This is just an introductory example of dymiumCore, the real power of the package is in the building blocks and functions that allow you to create a large-scale microsimulation model that is easily maintainable and scalable model by breaking down each complex component into an event function as illustrated in [dymium-org/dymiumExampleProject](https://github.com/dymium-org/dymiumExampleProject).

## Documentation and Tutorials

For documentation and tutorials, please check our website at [https://core.dymium.org](https://core.dymium.org).

## Available modules

Please visit [dymium-org/dymiumModules](https://github.com/dymium-org/dymiumModules) to see the available modules.
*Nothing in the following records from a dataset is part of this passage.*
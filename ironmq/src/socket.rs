//! A role-typed wrapper over `zmq::Socket`.

use std::sync::atomic::{AtomicUsize, Ordering};

use ironmq_core::error::{Error, Result};
use ironmq_core::identifiers::SocketId;
use ironmq_core::keypair::Keypair;
use ironmq_core::message::Message;
use ironmq_core::settings::Settings;
use parking_lot::{Mutex, MutexGuard};
use tracing::{instrument, trace, warn};

use crate::context::Context;
use crate::error::map;
use crate::transport::MessageTransport;

static NEXT_SOCKET_ID: AtomicUsize = AtomicUsize::new(1);

/// A socket's fixed role, chosen at construction and never changed.
#[derive(Debug, Clone, Copy, PartialEq, Eq)]
pub enum Role {
    /// Bidirectional exclusive pairing, usually over `inproc://`.
    Pair,
    /// Publisher: fan-out broadcast, no flow control toward subscribers.
    Publisher,
    /// Subscriber: receives messages matching a subscribed prefix set.
    Subscriber,
    /// Requester: strict send/receive alternation.
    Requester,
    /// Replier: strict receive/send alternation.
    Replier,
    /// Dealer: asynchronous, load-balanced request/reply.
    Dealer,
    /// Router: identity-prefixed asynchronous request/reply.
    Router,
    /// Puller: receive-only half of a pipeline.
    Puller,
    /// Pusher: send-only half of a pipeline, round-robins peers.
    Pusher,
    /// Extended publisher: exposes subscription messages to the app.
    XPublisher,
    /// Extended subscriber: sends raw subscription messages.
    XSubscriber,
    /// Raw stream socket, for embedding in non-ZeroMQ protocols.
    Stream,
}

impl Role {
    fn to_zmq(self) -> zmq::SocketType {
        match self {
            Role::Pair => zmq::PAIR,
            Role::Publisher => zmq::PUB,
            Role::Subscriber => zmq::SUB,
            Role::Requester => zmq::REQ,
            Role::Replier => zmq::REP,
            Role::Dealer => zmq::DEALER,
            Role::Router => zmq::ROUTER,
            Role::Puller => zmq::PULL,
            Role::Pusher => zmq::PUSH,
            Role::XPublisher => zmq::XPUB,
            Role::XSubscriber => zmq::XSUB,
            Role::Stream => zmq::STREAM,
        }
    }
}

fn seconds_to_millis(seconds: u32) -> i32 {
    i32::try_from(seconds.saturating_mul(1000)).unwrap_or(i32::MAX)
}

/// A typed transport endpoint.
///
/// Construction applies [`Settings`] exactly once, fail-fast: if any
/// setter fails, the socket is torn down and the error is returned to
/// the caller rather than left half-configured.
///
/// The underlying `zmq::Socket` sits behind a lock so [`Socket::stop`]
/// can close it eagerly rather than waiting on this value's own `Drop`.
pub struct Socket {
    role: Role,
    handle: Mutex<Option<zmq::Socket>>,
    id: SocketId,
}

impl Socket {
    /// Build a socket of the given role on `context`, applying `settings`.
    #[instrument(skip(context, settings), fields(role = ?role))]
    pub fn new(context: &Context, role: Role, settings: Settings) -> Result<Self> {
        let handle = context.raw_socket(role.to_zmq())?;
        let id = NEXT_SOCKET_ID.fetch_add(1, Ordering::Relaxed);
        let socket = Socket {
            role,
            handle: Mutex::new(Some(handle)),
            id,
        };
        socket.apply_settings(&settings)?;
        if role == Role::Subscriber {
            socket.set_subscription(&[])?;
        }
        Ok(socket)
    }

    /// Run `f` against the live handle, failing with [`Error::InvalidSocket`]
    /// once [`Socket::stop`] has closed it.
    fn with_handle<T>(&self, f: impl FnOnce(&zmq::Socket) -> Result<T>) -> Result<T> {
        let guard = self.handle.lock();
        match guard.as_ref() {
            Some(handle) => f(handle),
            None => Err(Error::InvalidSocket),
        }
    }

    /// Lock this socket's handle for the poller, which needs a
    /// reference held across its own `zmq::poll` call.
    pub(crate) fn lock_handle(&self) -> MutexGuard<'_, Option<zmq::Socket>> {
        self.handle.lock()
    }

    fn apply_settings(&self, settings: &Settings) -> Result<()> {
        self.with_handle(|handle| {
            map(handle.set_linger(0))?;
            map(handle.set_sndhwm(settings.send_high_water() as i32))?;
            map(handle.set_rcvhwm(settings.receive_high_water() as i32))?;

            map(handle.set_handshake_ivl(seconds_to_millis(settings.handshake_seconds())))?;

            if settings.ping_seconds() > 0 {
                map(handle.set_heartbeat_ivl(seconds_to_millis(settings.ping_seconds())))?;
            }

            let max_size = if settings.message_size_limit() == 0 {
                -1
            } else {
                i64::try_from(settings.message_size_limit()).unwrap_or(i64::MAX)
            };
            map(handle.set_maxmsgsize(max_size))?;

            if settings.inactivity_seconds() > 0 {
                map(handle.set_heartbeat_timeout(seconds_to_millis(settings.inactivity_seconds())))?;
            }

            let send_timeout = if settings.send_milliseconds() == 0 {
                -1
            } else {
                i32::try_from(settings.send_milliseconds()).unwrap_or(i32::MAX)
            };
            map(handle.set_sndtimeo(send_timeout))?;

            if settings.reconnect_seconds() == 0 {
                map(handle.set_reconnect_ivl(-1))?;
            } else {
                map(handle.set_reconnect_ivl(100))?;
                map(handle.set_reconnect_ivl_max(seconds_to_millis(settings.reconnect_seconds())))?;
            }

            Ok(())
        })
    }

    /// This socket's stable, process-local identifier.
    #[must_use]
    pub fn id(&self) -> SocketId {
        self.id
    }

    /// This socket's fixed role.
    #[must_use]
    pub fn role(&self) -> Role {
        self.role
    }

    /// Bind to a local endpoint (e.g. `"tcp://*:9000"`, `"inproc://name"`).
    #[instrument(skip(self))]
    pub fn bind(&self, endpoint: &str) -> Result<()> {
        self.with_handle(|handle| map(handle.bind(endpoint)))
    }

    /// Connect to a remote endpoint.
    #[instrument(skip(self))]
    pub fn connect(&self, endpoint: &str) -> Result<()> {
        self.with_handle(|handle| map(handle.connect(endpoint)))
    }

    /// Send a message, frame by frame.
    pub fn send(&self, message: &mut Message) -> Result<()> {
        self.with_handle(|handle| MessageTransport::send(message, handle))
    }

    /// Receive a message, clearing any prior contents first.
    pub fn receive(&self, message: &mut Message) -> Result<()> {
        self.with_handle(|handle| MessageTransport::receive(message, handle))
    }

    /// Mark this socket as a CURVE server.
    pub fn set_curve_server(&self) -> Result<()> {
        self.with_handle(|handle| map(handle.set_curve_server(true)))
    }

    /// Configure this socket as a CURVE client expecting the given
    /// server public key.
    pub fn set_curve_client(&self, server_public_key: &[u8; 32]) -> Result<()> {
        self.with_handle(|handle| map(handle.set_curve_serverkey(server_public_key)))
    }

    /// Set this socket's own curve public key.
    pub fn set_public_key(&self, key: &[u8; 32]) -> Result<()> {
        self.with_handle(|handle| map(handle.set_curve_publickey(key)))
    }

    /// Set this socket's own curve private key.
    pub fn set_private_key(&self, key: &[u8; 32]) -> Result<()> {
        self.with_handle(|handle| map(handle.set_curve_secretkey(key)))
    }

    /// Apply both halves of a certificate at once.
    pub fn set_certificate(&self, keypair: &Keypair) -> Result<()> {
        self.set_public_key(keypair.public())?;
        self.set_private_key(keypair.private())
    }

    /// Advertise a ZAP domain. An empty name is a no-op.
    pub fn set_authentication_domain(&self, domain: &str) -> Result<()> {
        if domain.is_empty() {
            return Ok(());
        }
        self.with_handle(|handle| map(handle.set_zap_domain(domain)))
    }

    /// Subscribe to messages matching `prefix` (subscriber role only).
    pub fn set_subscription(&self, prefix: &[u8]) -> Result<()> {
        if self.role != Role::Subscriber {
            warn!(role = ?self.role, "set_subscription on a non-subscriber socket");
            return Err(Error::UnsupportedOperation);
        }
        self.with_handle(|handle| map(handle.set_subscribe(prefix)))
    }

    /// Remove a subscription previously set with [`Socket::set_subscription`].
    pub fn set_unsubscription(&self, prefix: &[u8]) -> Result<()> {
        if self.role != Role::Subscriber {
            return Err(Error::UnsupportedOperation);
        }
        self.with_handle(|handle| map(handle.set_unsubscribe(prefix)))
    }

    /// Route this socket's connections through a SOCKS5 proxy.
    pub fn set_socks_proxy(&self, authority: &str) -> Result<()> {
        self.with_handle(|handle| map(handle.set_socks_proxy(Some(authority))))
    }

    /// Close the socket, dropping the underlying `zmq::Socket` so the
    /// owning `Context` can observe it as closed immediately rather than
    /// whenever this value eventually drops. Safe to call more than once.
    #[instrument(skip(self))]
    pub fn stop(&self) -> Result<()> {
        if self.handle.lock().take().is_some() {
            trace!("socket closed");
        } else {
            trace!("socket already closed");
        }
        Ok(())
    }
}
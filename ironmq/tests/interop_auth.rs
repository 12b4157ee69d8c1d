//! Ironhouse (mutual curve auth) and Strawhouse (address policy)
//! end-to-end scenarios.
//!
//! Both run inside one `#[test]` function: the authenticator is a
//! process-wide singleton, so only one may be alive at a time within
//! this test binary.

use ironmq::authenticator::{Authenticator, ZAP_ENDPOINT};
use ironmq::context::Context;
use ironmq::socket::{Role, Socket};
use ironmq_core::keypair::Keypair;
use ironmq_core::message::Message;
use ironmq_core::settings::Settings;
use std::time::Duration;

fn zap_null_request(address: &str) -> Message {
    let mut message = Message::new();
    message.enqueue_text("1.0");
    message.enqueue_text("1");
    message.enqueue_text("testing");
    message.enqueue_text(address);
    message.enqueue_text("");
    message.enqueue_text("NULL");
    message
}

fn status_code(client: &Socket) -> String {
    let mut inbound = Message::new();
    client.receive(&mut inbound).unwrap();
    let _version = inbound.dequeue_text();
    let _sequence = inbound.dequeue_text();
    inbound.dequeue_text().unwrap()
}

#[test]
fn ironhouse_succeeds_and_strawhouse_first_writer_wins() {
    ironhouse_mutual_curve_auth_succeeds();
    strawhouse_deny_wins_over_later_allow();
    strawhouse_allow_wins_when_written_first();
}

fn ironhouse_mutual_curve_auth_succeeds() {
    let port = portpicker::pick_unused_port().expect("a free port");
    let server_keys = Keypair::generate();
    let client_keys = Keypair::generate();

    let context = Context::new(true);
    let authenticator = Authenticator::new(context.clone()).unwrap();
    authenticator.set_private_key(*server_keys.private());
    authenticator.allow_key(*client_keys.public());
    authenticator.start().unwrap();

    let pusher = Socket::new(&context, Role::Pusher, Settings::default()).unwrap();
    authenticator.apply(&pusher, "", true).unwrap();
    pusher.bind(&format!("tcp://*:{port}")).unwrap();

    let puller = Socket::new(&context, Role::Puller, Settings::default()).unwrap();
    puller.set_curve_client(server_keys.public()).unwrap();
    puller.set_certificate(&client_keys).unwrap();
    puller
        .connect(&format!("tcp://127.0.0.1:{port}"))
        .unwrap();

    std::thread::sleep(Duration::from_millis(150));

    let mut outbound = Message::new();
    outbound.enqueue_text("hello world!");
    pusher.send(&mut outbound).unwrap();

    let mut inbound = Message::new();
    puller.receive(&mut inbound).unwrap();
    assert_eq!(inbound.dequeue_text().as_deref(), Some("hello world!"));

    pusher.stop().unwrap();
    puller.stop().unwrap();
    authenticator.stop().unwrap();
    context.stop().unwrap();
}

fn strawhouse_deny_wins_over_later_allow() {
    let context = Context::new(true);
    let authenticator = Authenticator::new(context.clone()).unwrap();

    authenticator.deny("127.0.0.1");
    authenticator.allow("127.0.0.1");
    authenticator.start().unwrap();

    let guard_socket = Socket::new(&context, Role::Pair, Settings::default()).unwrap();
    authenticator.apply(&guard_socket, "testing", false).unwrap();

    std::thread::sleep(Duration::from_millis(100));

    let client = Socket::new(&context, Role::Requester, Settings::default()).unwrap();
    client.connect(ZAP_ENDPOINT).unwrap();
    let mut outbound = zap_null_request("127.0.0.1");
    client.send(&mut outbound).unwrap();

    assert_eq!(
        status_code(&client),
        "400",
        "first-writer-wins deny must reject the address despite the later allow"
    );

    client.stop().unwrap();
    authenticator.stop().unwrap();
    context.stop().unwrap();
}

fn strawhouse_allow_wins_when_written_first() {
    let context = Context::new(true);
    let authenticator = Authenticator::new(context.clone()).unwrap();

    authenticator.allow("127.0.0.1");
    authenticator.deny("127.0.0.1");
    authenticator.start().unwrap();

    let guard_socket = Socket::new(&context, Role::Pair, Settings::default()).unwrap();
    authenticator.apply(&guard_socket, "testing", false).unwrap();

    std::thread::sleep(Duration::from_millis(100));

    let client = Socket::new(&context, Role::Requester, Settings::default()).unwrap();
    client.connect(ZAP_ENDPOINT).unwrap();
    let mut outbound = zap_null_request("127.0.0.1");
    client.send(&mut outbound).unwrap();

    assert_eq!(
        status_code(&client),
        "200",
        "first-writer-wins allow must accept the address despite the later deny"
    );

    client.stop().unwrap();
    authenticator.stop().unwrap();
    context.stop().unwrap();
}
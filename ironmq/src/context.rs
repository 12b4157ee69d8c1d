//! Process-wide transport context shared by sockets.

use std::sync::Arc;

use ironmq_core::error::Result;
use parking_lot::Mutex;
use tracing::{debug, instrument};

use crate::error::map;

struct Inner {
    handle: Mutex<Option<zmq::Context>>,
}

/// A handle to the underlying transport instance.
///
/// Cheaply cloneable; every clone shares the same underlying
/// `zmq::Context`. `stop` blocks until every socket derived from this
/// context has been closed, then the context may be started again.
#[derive(Clone)]
pub struct Context {
    inner: Arc<Inner>,
}

impl Context {
    /// Construct a context, optionally starting it immediately.
    #[must_use]
    pub fn new(started: bool) -> Self {
        let handle = if started {
            Some(zmq::Context::new())
        } else {
            None
        };
        Context {
            inner: Arc::new(Inner {
                handle: Mutex::new(handle),
            }),
        }
    }

    /// True when the context currently holds a live transport handle.
    #[must_use]
    pub fn is_started(&self) -> bool {
        self.inner.handle.lock().is_some()
    }

    /// Start the context. A no-op (returns `Ok`) if already started.
    #[instrument(skip(self))]
    pub fn start(&self) -> Result<()> {
        let mut guard = self.inner.handle.lock();
        if guard.is_some() {
            debug!("context already started");
            return Ok(());
        }
        *guard = Some(zmq::Context::new());
        Ok(())
    }

    /// Terminate the context: blocks until every socket built on it has
    /// closed. Idempotent.
    #[instrument(skip(self))]
    pub fn stop(&self) -> Result<()> {
        let mut guard = self.inner.handle.lock();
        if let Some(ctx) = guard.take() {
            map(ctx.destroy())?;
        }
        Ok(())
    }

    /// Construct a new raw `zmq::Socket` from this context's handle.
    ///
    /// Returns `ContextTerminated` if the context is not started.
    pub(crate) fn raw_socket(&self, kind: zmq::SocketType) -> Result<zmq::Socket> {
        let guard = self.inner.handle.lock();
        let ctx = guard
            .as_ref()
            .ok_or(ironmq_core::error::Error::ContextTerminated)?;
        map(ctx.socket(kind))
    }
}

impl Default for Context {
    fn default() -> Self {
        Context::new(true)
    }
}
//! `scheme://host[:port]` endpoint URI parsing.

use std::fmt;
use std::str::FromStr;

use once_cell::sync::Lazy;
use regex::Regex;

use crate::error::EndpointParseError;

static ENDPOINT_PATTERN: Lazy<Regex> = Lazy::new(|| {
    Regex::new(r"^((tcp|udp|http|https|inproc)://)?(\[([0-9a-f:.]+)]|([^:]+))(:([0-9]{1,5}))?$")
        .expect("endpoint pattern is a valid regex")
});

const DEFAULT_HOST: &str = "localhost";

/// A transport scheme recognised in an endpoint URI.
#[derive(Debug, Clone, Copy, PartialEq, Eq)]
pub enum Scheme {
    /// `tcp://`
    Tcp,
    /// `udp://`
    Udp,
    /// `http://`
    Http,
    /// `https://`
    Https,
    /// `inproc://`
    Inproc,
}

impl Scheme {
    fn parse(text: &str) -> Option<Self> {
        match text {
            "tcp" => Some(Scheme::Tcp),
            "udp" => Some(Scheme::Udp),
            "http" => Some(Scheme::Http),
            "https" => Some(Scheme::Https),
            "inproc" => Some(Scheme::Inproc),
            _ => None,
        }
    }

    fn as_str(self) -> &'static str {
        match self {
            Scheme::Tcp => "tcp",
            Scheme::Udp => "udp",
            Scheme::Http => "http",
            Scheme::Https => "https",
            Scheme::Inproc => "inproc",
        }
    }
}

impl fmt::Display for Scheme {
    fn fmt(&self, f: &mut fmt::Formatter<'_>) -> fmt::Result {
        write!(f, "{}", self.as_str())
    }
}

/// A parsed `scheme://host[:port]` endpoint.
#[derive(Debug, Clone, PartialEq, Eq)]
pub struct Endpoint {
    scheme: Option<Scheme>,
    host: String,
    port: u16,
}

impl Endpoint {
    /// Construct directly from parts.
    #[must_use]
    pub fn new(scheme: Option<Scheme>, host: impl Into<String>, port: u16) -> Self {
        Endpoint {
            scheme,
            host: host.into(),
            port,
        }
    }

    /// The endpoint's scheme, if one was present.
    #[must_use]
    pub fn scheme(&self) -> Option<Scheme> {
        self.scheme
    }

    /// The endpoint's host (defaults to `"localhost"` when unspecified).
    #[must_use]
    pub fn host(&self) -> &str {
        &self.host
    }

    /// The endpoint's port, or `0` if none was supplied.
    #[must_use]
    pub fn port(&self) -> u16 {
        self.port
    }

    /// The host with `"*"` mapped to `"localhost"`, for local binds.
    #[must_use]
    pub fn to_local(&self) -> &str {
        if self.host == "*" {
            DEFAULT_HOST
        } else {
            &self.host
        }
    }
}

impl fmt::Display for Endpoint {
    fn fmt(&self, f: &mut fmt::Formatter<'_>) -> fmt::Result {
        if let Some(scheme) = self.scheme {
            write!(f, "{scheme}://")?;
        }
        write!(f, "{}", self.host)?;
        if self.port != 0 {
            write!(f, ":{}", self.port)?;
        }
        Ok(())
    }
}

impl FromStr for Endpoint {
    type Err = EndpointParseError;

    fn from_str(text: &str) -> Result<Self, Self::Err> {
        let captures = ENDPOINT_PATTERN
            .captures(text)
            .ok_or_else(|| EndpointParseError(text.to_owned()))?;

        let scheme = captures.get(2).map(|m| m.as_str()).and_then(Scheme::parse);
        if captures.get(1).is_some() && scheme.is_none() {
            return Err(EndpointParseError(text.to_owned()));
        }

        let host = if let Some(v6) = captures.get(4) {
            format!("[{}]", v6.as_str())
        } else if let Some(host) = captures.get(5) {
            host.as_str().to_owned()
        } else {
            DEFAULT_HOST.to_owned()
        };

        let port = match captures.get(7) {
            Some(port) => port
                .as_str()
                .parse::<u16>()
                .map_err(|_| EndpointParseError(text.to_owned()))?,
            None => 0,
        };

        Ok(Endpoint { scheme, host, port })
    }
}
//! Closed error taxonomy for ironmq operations.
//!
//! This is deliberately a flat, closed enum rather than a free-form
//! `String`-carrying error: every transport failure this crate can
//! observe maps onto exactly one of these variants, mirroring the
//! libzmq errno surface it is built over.

use thiserror::Error;

/// The result of a fallible ironmq operation.
pub type Result<T> = std::result::Result<T, Error>;

/// Closed taxonomy of failures a socket, context, worker, or
/// authenticator operation can report.
#[derive(Error, Debug, Clone, Copy, PartialEq, Eq, Hash)]
pub enum Error {
    /// The operation completed without error.
    #[error("success")]
    Success,
    /// An error occurred that does not map to a known variant.
    #[error("unknown error")]
    Unknown,
    /// The socket is in the wrong state for the requested operation
    /// (e.g. a REQ socket sending twice without an intervening receive).
    #[error("socket is in the wrong state for this operation")]
    SocketState,
    /// The owning context has been terminated.
    #[error("context has been terminated")]
    ContextTerminated,
    /// No thread could be allocated for a new socket or worker.
    #[error("no thread available")]
    NoThread,
    /// The peer speaks an incompatible version of the wire protocol.
    #[error("incompatible protocol")]
    IncompatibleProtocol,
    /// The destination host could not be reached.
    #[error("host unreachable")]
    HostUnreachable,
    /// The transport has run out of buffer space.
    #[error("no buffer space available")]
    NoBufferSpace,
    /// The requested operation is not supported by this socket role.
    #[error("unsupported operation")]
    UnsupportedOperation,
    /// The requested transport/scheme is not supported.
    #[error("unsupported protocol")]
    UnsupportedProtocol,
    /// The network is down.
    #[error("network down")]
    NetworkDown,
    /// The requested address is already in use.
    #[error("address already in use")]
    AddressInUse,
    /// The requested address could not be resolved.
    #[error("address could not be resolved")]
    ResolveFailed,
    /// A connection attempt was refused or otherwise failed to be accepted.
    #[error("connection was not accepted")]
    AcceptFailed,
    /// A non-blocking operation is still in progress.
    #[error("operation in progress")]
    InProgress,
    /// A non-blocking operation would have to block to complete.
    #[error("resource temporarily unavailable, try again")]
    TryAgain,
    /// The message could not be parsed.
    #[error("invalid message")]
    InvalidMessage,
    /// The operation was interrupted by a signal.
    #[error("interrupted")]
    Interrupted,
    /// The socket handle is invalid or already closed.
    #[error("invalid socket")]
    InvalidSocket,
}

impl Error {
    /// True when this variant represents success.
    #[must_use]
    pub fn is_success(self) -> bool {
        matches!(self, Error::Success)
    }
}

/// A malformed endpoint URI (`scheme://host[:port]`).
#[derive(Error, Debug, Clone, PartialEq, Eq)]
#[error("invalid endpoint: {0:?}")]
pub struct EndpointParseError(pub String);

/// A malformed authority (`host[:port]`).
#[derive(Error, Debug, Clone, PartialEq, Eq)]
#[error("invalid authority: {0:?}")]
pub struct AuthorityParseError(pub String);
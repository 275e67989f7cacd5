use std::collections::BTreeSet;
use regex::Captures;
use tracing::info;
use crate::core::error::DbError;
use crate::core::result::QueryResult;
use crate::core::sql::{Join, Parser, StatementEvaluator, TableDetail, TableService};
use crate::core::types::RowId;
use super::{DbAction, ExecutionContext};

/// DELETE FROM table [WHERE ...]
#[derive(Debug)]
pub struct DeleteFrom {
    table: String,
    where_statement: Option<String>,
}

impl DeleteFrom {
    pub fn from_match(captures: &Captures<'_>) -> Result<Self, DbError> {
        Ok(DeleteFrom {
            table: captures
                .name("TableName")
                .map(|m| m.as_str().to_string())
                .ok_or_else(|| DbError::SqlError("期望表名".to_string()))?,
            where_statement: captures.name("WhereStatement").map(|m| m.as_str().to_string()),
        })
    }

    fn matching_rows(&self, ctx: &ExecutionContext<'_>, database: &str) -> Result<BTreeSet<RowId>, DbError> {
        let table = TableDetail::load(&*ctx.store, database, &self.table, None)?;
        let where_statement = match &self.where_statement {
            Some(text) => text,
            None => return Ok(table.content.keys().cloned().collect()),
        };

        let tree = Parser::new().parse_where(where_statement)?;
        let mut tables = TableService::new(database);
        tables.register(table.clone())?;
        let join = Join::new();
        let evaluator = StatementEvaluator::new(&*ctx.store, &tables, &join, &table);
        Ok(evaluator.evaluate(&tree)?.into_keys().collect())
    }
}

impl DbAction for DeleteFrom {
    fn name(&self) -> &'static str {
        "DELETE"
    }

    fn execute(&mut self, ctx: &mut ExecutionContext<'_>) -> Result<QueryResult, DbError> {
        let database = ctx.database()?;
        let ids = self.matching_rows(ctx, &database)?;
        let deleted = ctx.store.delete_rows(&database, &self.table, &ids)?;
        info!("Rows affected: {}", deleted);
        Ok(QueryResult::message(format!("{} row(s) affected", deleted)))
    }
}
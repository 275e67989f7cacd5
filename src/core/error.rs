use std::io;
use clap::ValueEnum;
use thiserror::Error;

// 错误显示模式
#[derive(Debug, Clone, Copy, PartialEq, Eq, ValueEnum)]
pub enum ErrorDisplayMode {
    Brief,    // 简略错误信息
    Detailed, // 详细错误信息
}

#[derive(Error, Debug)]
pub enum DbError {
    #[error("IO错误: {0}")]
    IoError(#[from] io::Error),

    #[error("序列化错误: {0}")]
    Serialization(String),

    #[error("表错误: {0}")]
    TableError(String),

    #[error("约束冲突: {0}")]
    ConstraintViolation(String),

    #[error("SQL语法错误: {0}")]
    SqlError(String),

    // 查询求值相关错误
    #[error("列名 {0} 不明确")]
    AmbiguousColumn(String),

    #[error("列 {0} 不存在")]
    UnknownColumn(String),

    #[error("非法表达式: {0}")]
    InvalidExpression(String),

    #[error("非法操作符: {0}")]
    InvalidOperator(String),

    #[error("类型不匹配: {left} 与 {right} 无法比较")]
    TypeMismatch { left: String, right: String },

    #[error("聚合函数 {function} 不支持列 {column} 的类型 {column_type}")]
    UnsupportedColumnType {
        function: String,
        column: String,
        column_type: String,
    },

    #[error("非法表达式树: {0}")]
    InvalidTree(String),

    #[error("当前会话未选择数据库")]
    NoDatabaseInUse,

    #[error("无法识别的关键字 {keyword} (第 {line} 行)")]
    UnmatchedStatement { keyword: String, line: usize },
}

impl DbError {
    pub fn type_mismatch(left: impl ToString, right: impl ToString) -> Self {
        DbError::TypeMismatch {
            left: left.to_string(),
            right: right.to_string(),
        }
    }

    // 根据显示模式格式化错误信息
    pub fn message(&self, mode: ErrorDisplayMode) -> String {
        match mode {
            ErrorDisplayMode::Brief => self.brief_message(),
            ErrorDisplayMode::Detailed => self.detailed_message(),
        }
    }

    // 获取详细的错误信息
    pub fn detailed_message(&self) -> String {
        self.to_string()
    }

    // 获取简略的错误信息
    pub fn brief_message(&self) -> String {
        match self {
            DbError::IoError(_) => "Error: IO error".to_string(),
            DbError::Serialization(_) => "Error: Serialization error".to_string(),
            DbError::TableError(msg) => format!("Error: {}", msg),
            DbError::ConstraintViolation(msg) => format!("Error: {}", msg),
            DbError::SqlError(_) => "Error: Syntax error".to_string(),
            DbError::AmbiguousColumn(column) => format!("Error: Ambiguous column '{}'", column),
            DbError::UnknownColumn(column) => format!("Error: Unknown column '{}'", column),
            DbError::InvalidExpression(_) => "Error: Invalid expression".to_string(),
            DbError::InvalidOperator(op) => format!("Error: Invalid operator '{}'", op),
            DbError::TypeMismatch { .. } => "Error: Type mismatch".to_string(),
            DbError::UnsupportedColumnType { function, column, .. } => {
                format!("Error: {} is not supported on column '{}'", function, column)
            }
            DbError::InvalidTree(_) => "Error: Invalid tree node type".to_string(),
            DbError::NoDatabaseInUse => "Error: No database in use".to_string(),
            DbError::UnmatchedStatement { keyword, line } => {
                format!("Error: Invalid keyword '{}' at line {}", keyword, line)
            }
        }
    }
}

impl From<serde_json::Error> for DbError {
    fn from(err: serde_json::Error) -> Self {
        DbError::Serialization(err.to_string())
    }
}

impl From<bincode::Error> for DbError {
    fn from(err: bincode::Error) -> Self {
        DbError::Serialization(err.to_string())
    }
}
## Try `dymiumCore` with an example project

Please visit [dymium-org/dymiumExampleProject](https://github.com/dymium-org/dymiumExampleProject) to learn more about this.

## Collaboration

We are open to collaboration on this project. If you are interested, please email us at amarin at dymium.org.

## Development plan (as of 3rd April 2020)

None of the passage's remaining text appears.